WHAT IS BEING ASKED. Filter the listing and keep only the lines with the word "crate".

•••

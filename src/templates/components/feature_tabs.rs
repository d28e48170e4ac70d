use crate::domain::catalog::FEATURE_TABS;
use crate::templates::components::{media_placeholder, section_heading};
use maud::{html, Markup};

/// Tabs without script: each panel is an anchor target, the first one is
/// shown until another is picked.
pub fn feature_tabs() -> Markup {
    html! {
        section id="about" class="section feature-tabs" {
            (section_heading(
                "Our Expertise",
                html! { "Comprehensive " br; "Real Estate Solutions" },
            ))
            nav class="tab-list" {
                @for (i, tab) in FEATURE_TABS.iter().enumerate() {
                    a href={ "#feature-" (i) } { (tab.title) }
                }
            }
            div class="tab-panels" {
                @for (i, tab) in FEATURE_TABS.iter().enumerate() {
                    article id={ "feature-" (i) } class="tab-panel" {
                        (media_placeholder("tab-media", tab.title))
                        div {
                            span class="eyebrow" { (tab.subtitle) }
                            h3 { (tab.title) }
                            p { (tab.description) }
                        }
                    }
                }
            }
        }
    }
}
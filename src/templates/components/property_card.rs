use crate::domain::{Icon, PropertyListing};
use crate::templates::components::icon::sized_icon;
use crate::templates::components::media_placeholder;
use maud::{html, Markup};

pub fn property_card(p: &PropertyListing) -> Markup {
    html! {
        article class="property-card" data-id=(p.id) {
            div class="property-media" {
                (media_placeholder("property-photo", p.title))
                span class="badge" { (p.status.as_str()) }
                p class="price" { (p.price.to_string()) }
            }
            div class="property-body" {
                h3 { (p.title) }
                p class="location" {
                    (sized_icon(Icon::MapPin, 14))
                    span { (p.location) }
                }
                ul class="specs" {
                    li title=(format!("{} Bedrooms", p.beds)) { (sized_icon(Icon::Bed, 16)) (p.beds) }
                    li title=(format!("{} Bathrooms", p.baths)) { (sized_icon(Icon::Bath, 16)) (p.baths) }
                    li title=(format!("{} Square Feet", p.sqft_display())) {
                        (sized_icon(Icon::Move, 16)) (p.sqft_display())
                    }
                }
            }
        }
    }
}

•••

FINISHED TASK.
use crate::domain::catalog::FEATURE_TABS;
use crate::templates::components::{media_placeholder, section_heading};
use crate::domain::{Icon, PropertyListing};
use crate::templates::components::icon::sized_icon;
use crate::templates::components::media_placeholder;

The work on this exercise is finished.